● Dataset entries
BEGIN

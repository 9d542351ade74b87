use std::env;
use std::fs;
use std::path::{Path, PathBuf};

use secrecy::SecretString;
use serde::{Deserialize, Serialize};
use thiserror::Error;

#[derive(Clone, Debug)]
pub struct AppConfig {
    pub backend: BackendConfig,
    pub bedrock: BedrockConfig,
    pub server: ServerConfig,
    pub session: SessionConfig,
    pub logging: LoggingConfig,
}

#[derive(Clone, Debug)]
pub struct BackendConfig {
    pub base_url: String,
    pub timeout_secs: u64,
}

#[derive(Clone, Debug)]
pub struct BedrockConfig {
    pub model_id: String,
    pub region: String,
    pub api_key: Option<SecretString>,
}

#[derive(Clone, Debug)]
pub struct ServerConfig {
    pub bind_address: String,
    pub port: u16,
}

#[derive(Clone, Debug)]
pub struct SessionConfig {
    pub timeout_minutes: u64,
    pub sweep_interval_secs: u64,
}

#[derive(Clone, Debug)]
pub struct LoggingConfig {
    pub level: String,
    pub format: LogFormat,
}

#[derive(Clone, Copy, Debug, PartialEq, Eq, Serialize, Deserialize)]
#[serde(rename_all = "snake_case")]
pub enum LogFormat {
    Compact,
    Pretty,
    Json,
}

#[derive(Clone, Debug, Default)]
pub struct ConfigOverrides {
    pub backend_url: Option<String>,
    pub bedrock_model_id: Option<String>,
    pub bedrock_api_key: Option<String>,
    pub session_timeout_minutes: Option<u64>,
    pub sweep_interval_secs: Option<u64>,
    pub log_level: Option<String>,
}

#[derive(Clone, Debug, Default)]
pub struct LoadOptions {
    pub config_path: Option<PathBuf>,
    pub require_file: bool,
    pub overrides: ConfigOverrides,
}

#[derive(Debug, Error)]
pub enum ConfigError {
    #[error("could not read config file `{path}`: {source}")]
    ReadFile { path: PathBuf, source: std::io::Error },
    #[error("could not parse config file `{path}`: {source}")]
    ParseFile { path: PathBuf, source: toml::de::Error },
    #[error("required config file was not found: `{0}`")]
    MissingConfigFile(PathBuf),
    #[error("environment variable interpolation failed for `{var}`")]
    MissingEnvInterpolation { var: String },
    #[error("unterminated environment interpolation expression")]
    UnterminatedInterpolation,
    #[error("invalid environment override for `{key}`: `{value}`")]
    InvalidEnvOverride { key: String, value: String },
    #[error("configuration validation failed: {0}")]
    Validation(String),
}

impl Default for AppConfig {
    fn default() -> Self {
        Self {
            backend: BackendConfig {
                base_url: "http://localhost:5000".to_string(),
                timeout_secs: 30,
            },
            bedrock: BedrockConfig {
                model_id: "us.amazon.nova-pro-v1:0".to_string(),
                region: "us-west-2".to_string(),
                api_key: None,
            },
            server: ServerConfig { bind_address: "0.0.0.0".to_string(), port: 8000 },
            session: SessionConfig { timeout_minutes: 60, sweep_interval_secs: 300 },
            logging: LoggingConfig { level: "info".to_string(), format: LogFormat::Compact },
        }
    }
}

fn secret_value(value: String) -> SecretString {
    value.into()
}

impl std::str::FromStr for LogFormat {
    type Err = ConfigError;

    fn from_str(value: &str) -> Result<Self, Self::Err> {
        match value.trim().to_ascii_lowercase().as_str() {
            "compact" => Ok(Self::Compact),
            "pretty" => Ok(Self::Pretty),
            "json" => Ok(Self::Json),
            other => Err(ConfigError::Validation(format!(
                "unsupported log format `{other}` (expected compact|pretty|json)"
            ))),
        }
    }
}

impl AppConfig {
    pub fn load(options: LoadOptions) -> Result<Self, ConfigError> {
        let mut config = Self::default();
        let maybe_path = resolve_config_path(options.config_path.as_deref());

        if let Some(path) = maybe_path {
            let patch = read_patch(&path)?;
            config.apply_patch(patch);
        } else if options.require_file {
            let expected = options.config_path.unwrap_or_else(|| PathBuf::from("carta.toml"));
            return Err(ConfigError::MissingConfigFile(expected));
        }

        config.apply_env_overrides()?;
        config.apply_overrides(options.overrides);
        config.validate()?;

        Ok(config)
    }

    fn apply_patch(&mut self, patch: ConfigPatch) {
        if let Some(backend) = patch.backend {
            if let Some(base_url) = backend.base_url {
                self.backend.base_url = base_url;
            }
            if let Some(timeout_secs) = backend.timeout_secs {
                self.backend.timeout_secs = timeout_secs;
            }
        }

        if let Some(bedrock) = patch.bedrock {
            if let Some(model_id) = bedrock.model_id {
                self.bedrock.model_id = model_id;
            }
            if let Some(region) = bedrock.region {
                self.bedrock.region = region;
            }
            if let Some(api_key_value) = bedrock.api_key {
                self.bedrock.api_key = Some(secret_value(api_key_value));
            }
        }

        if let Some(server) = patch.server {
            if let Some(bind_address) = server.bind_address {
                self.server.bind_address = bind_address;
            }
            if let Some(port) = server.port {
                self.server.port = port;
            }
        }

        if let Some(session) = patch.session {
            if let Some(timeout_minutes) = session.timeout_minutes {
                self.session.timeout_minutes = timeout_minutes;
            }
            if let Some(sweep_interval_secs) = session.sweep_interval_secs {
                self.session.sweep_interval_secs = sweep_interval_secs;
            }
        }

        if let Some(logging) = patch.logging {
            if let Some(level) = logging.level {
                self.logging.level = level;
            }
            if let Some(format) = logging.format {
                self.logging.format = format;
            }
        }
    }

    fn apply_env_overrides(&mut self) -> Result<(), ConfigError> {
        if let Some(value) = read_env("CARTA_BACKEND_URL") {
            self.backend.base_url = value;
        }
        if let Some(value) = read_env("CARTA_BACKEND_TIMEOUT_SECS") {
            self.backend.timeout_secs = parse_u64("CARTA_BACKEND_TIMEOUT_SECS", &value)?;
        }

        if let Some(value) = read_env("CARTA_BEDROCK_MODEL_ID") {
            self.bedrock.model_id = value;
        }
        let region = read_env("CARTA_BEDROCK_REGION").or_else(|| read_env("AWS_REGION"));
        if let Some(value) = region {
            self.bedrock.region = value;
        }
        let api_key =
            read_env("CARTA_BEDROCK_API_KEY").or_else(|| read_env("AWS_BEARER_TOKEN_BEDROCK"));
        if let Some(value) = api_key {
            self.bedrock.api_key = Some(secret_value(value));
        }

        if let Some(value) = read_env("CARTA_SERVER_BIND_ADDRESS") {
            self.server.bind_address = value;
        }
        if let Some(value) = read_env("CARTA_SERVER_PORT") {
            self.server.port = parse_u16("CARTA_SERVER_PORT", &value)?;
        }

        if let Some(value) = read_env("CARTA_SESSION_TIMEOUT_MINUTES") {
            self.session.timeout_minutes = parse_u64("CARTA_SESSION_TIMEOUT_MINUTES", &value)?;
        }
        if let Some(value) = read_env("CARTA_SESSION_SWEEP_INTERVAL_SECS") {
            self.session.sweep_interval_secs =
                parse_u64("CARTA_SESSION_SWEEP_INTERVAL_SECS", &value)?;
        }

        let log_level = read_env("CARTA_LOGGING_LEVEL").or_else(|| read_env("CARTA_LOG_LEVEL"));
        if let Some(value) = log_level {
            self.logging.level = value;
        }
        let log_format = read_env("CARTA_LOGGING_FORMAT").or_else(|| read_env("CARTA_LOG_FORMAT"));
        if let Some(value) = log_format {
            self.logging.format = value.parse()?;
        }

        Ok(())
    }

    fn apply_overrides(&mut self, overrides: ConfigOverrides) {
        if let Some(backend_url) = overrides.backend_url {
            self.backend.base_url = backend_url;
        }
        if let Some(model_id) = overrides.bedrock_model_id {
            self.bedrock.model_id = model_id;
        }
        if let Some(api_key) = overrides.bedrock_api_key {
            self.bedrock.api_key = Some(secret_value(api_key));
        }
        if let Some(timeout_minutes) = overrides.session_timeout_minutes {
            self.session.timeout_minutes = timeout_minutes;
        }
        if let Some(sweep_interval_secs) = overrides.sweep_interval_secs {
            self.session.sweep_interval_secs = sweep_interval_secs;
        }
        if let Some(log_level) = overrides.log_level {
            self.logging.level = log_level;
        }
    }

    pub fn validate(&self) -> Result<(), ConfigError> {
        validate_backend(&self.backend)?;
        validate_bedrock(&self.bedrock)?;
        validate_server(&self.server)?;
        validate_session(&self.session)?;
        validate_logging(&self.logging)?;
        Ok(())
    }
}

fn resolve_config_path(explicit_path: Option<&Path>) -> Option<PathBuf> {
    if let Some(path) = explicit_path {
        return path.exists().then_some(path.to_path_buf());
    }

    [PathBuf::from("carta.toml"), PathBuf::from("config/carta.toml")]
        .into_iter()
        .find(|path| path.exists())
}

fn read_patch(path: &Path) -> Result<ConfigPatch, ConfigError> {
    let raw = fs::read_to_string(path)
        .map_err(|source| ConfigError::ReadFile { path: path.to_path_buf(), source })?;

    let interpolated = interpolate_env_vars(&raw)?;
    toml::from_str::<ConfigPatch>(&interpolated)
        .map_err(|source| ConfigError::ParseFile { path: path.to_path_buf(), source })
}

fn interpolate_env_vars(input: &str) -> Result<String, ConfigError> {
    let mut output = String::with_capacity(input.len());
    let mut chars = input.chars().peekable();

    while let Some(ch) = chars.next() {
        if ch == '$' && matches!(chars.peek(), Some('{')) {
            chars.next();
            let mut key = String::new();

            loop {
                match chars.next() {
                    Some('}') => break,
                    Some(next) => key.push(next),
                    None => return Err(ConfigError::UnterminatedInterpolation),
                }
            }

            let value = env::var(&key)
                .map_err(|_| ConfigError::MissingEnvInterpolation { var: key.clone() })?;
            output.push_str(&value);
            continue;
        }

        output.push(ch);
    }

    Ok(output)
}

fn validate_backend(backend: &BackendConfig) -> Result<(), ConfigError> {
    let url = backend.base_url.trim();
    if !url.starts_with("http://") && !url.starts_with("https://") {
        return Err(ConfigError::Validation(
            "backend.base_url must start with http:// or https://".to_string(),
        ));
    }

    if backend.timeout_secs == 0 || backend.timeout_secs > 300 {
        return Err(ConfigError::Validation(
            "backend.timeout_secs must be in range 1..=300".to_string(),
        ));
    }

    Ok(())
}

fn validate_bedrock(bedrock: &BedrockConfig) -> Result<(), ConfigError> {
    // A missing api_key is allowed here: the service starts degraded and the
    // orchestrator reports the authentication failure at initialize time.
    if bedrock.model_id.trim().is_empty() {
        return Err(ConfigError::Validation("bedrock.model_id must not be empty".to_string()));
    }
    if bedrock.region.trim().is_empty() {
        return Err(ConfigError::Validation("bedrock.region must not be empty".to_string()));
    }
    Ok(())
}

fn validate_server(server: &ServerConfig) -> Result<(), ConfigError> {
    if server.bind_address.trim().is_empty() {
        return Err(ConfigError::Validation("server.bind_address must not be empty".to_string()));
    }
    if server.port == 0 {
        return Err(ConfigError::Validation("server.port must be greater than zero".to_string()));
    }
    Ok(())
}

fn validate_session(session: &SessionConfig) -> Result<(), ConfigError> {
    if session.timeout_minutes == 0 {
        return Err(ConfigError::Validation(
            "session.timeout_minutes must be greater than zero".to_string(),
        ));
    }
    if session.sweep_interval_secs == 0 || session.sweep_interval_secs > 86_400 {
        return Err(ConfigError::Validation(
            "session.sweep_interval_secs must be in range 1..=86400".to_string(),
        ));
    }
    Ok(())
}

fn validate_logging(logging: &LoggingConfig) -> Result<(), ConfigError> {
    let level = logging.level.trim().to_ascii_lowercase();
    match level.as_str() {
        "trace" | "debug" | "info" | "warn" | "error" => Ok(()),
        _ => Err(ConfigError::Validation(
            "logging.level must be one of trace|debug|info|warn|error".to_string(),
        )),
    }
}

fn read_env(key: &str) -> Option<String> {
    env::var(key).ok().filter(|value| !value.trim().is_empty())
}

fn parse_u16(key: &str, value: &str) -> Result<u16, ConfigError> {
    value.parse::<u16>().map_err(|_| ConfigError::InvalidEnvOverride {
        key: key.to_string(),
        value: value.to_string(),
    })
}

fn parse_u64(key: &str, value: &str) -> Result<u64, ConfigError> {
    value.parse::<u64>().map_err(|_| ConfigError::InvalidEnvOverride {
        key: key.to_string(),
        value: value.to_string(),
    })
}

#[derive(Debug, Default, Deserialize)]
struct ConfigPatch {
    backend: Option<BackendPatch>,
    bedrock: Option<BedrockPatch>,
    server: Option<ServerPatch>,
    session: Option<SessionPatch>,
    logging: Option<LoggingPatch>,
}

#[derive(Debug, Default, Deserialize)]
struct BackendPatch {
    base_url: Option<String>,
    timeout_secs: Option<u64>,
}

#[derive(Debug, Default, Deserialize)]
struct BedrockPatch {
    model_id: Option<String>,
    region: Option<String>,
    api_key: Option<String>,
}

#[derive(Debug, Default, Deserialize)]
struct ServerPatch {
    bind_address: Option<String>,
    port: Option<u16>,
}

#[derive(Debug, Default, Deserialize)]
struct SessionPatch {
    timeout_minutes: Option<u64>,
    sweep_interval_secs: Option<u64>,
}

#[derive(Debug, Default, Deserialize)]
struct LoggingPatch {
    level: Option<String>,
    format: Option<LogFormat>,
}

END

● TASK BRIEF
Copy each line of the data that contains the word "ConfigPatch", leaving the other lines out.

● TASK SOLUTION
    fn apply_patch(&mut self, patch: ConfigPatch) {
fn read_patch(path: &Path) -> Result<ConfigPatch, ConfigError> {
    toml::from_str::<ConfigPatch>(&interpolated)
struct ConfigPatch {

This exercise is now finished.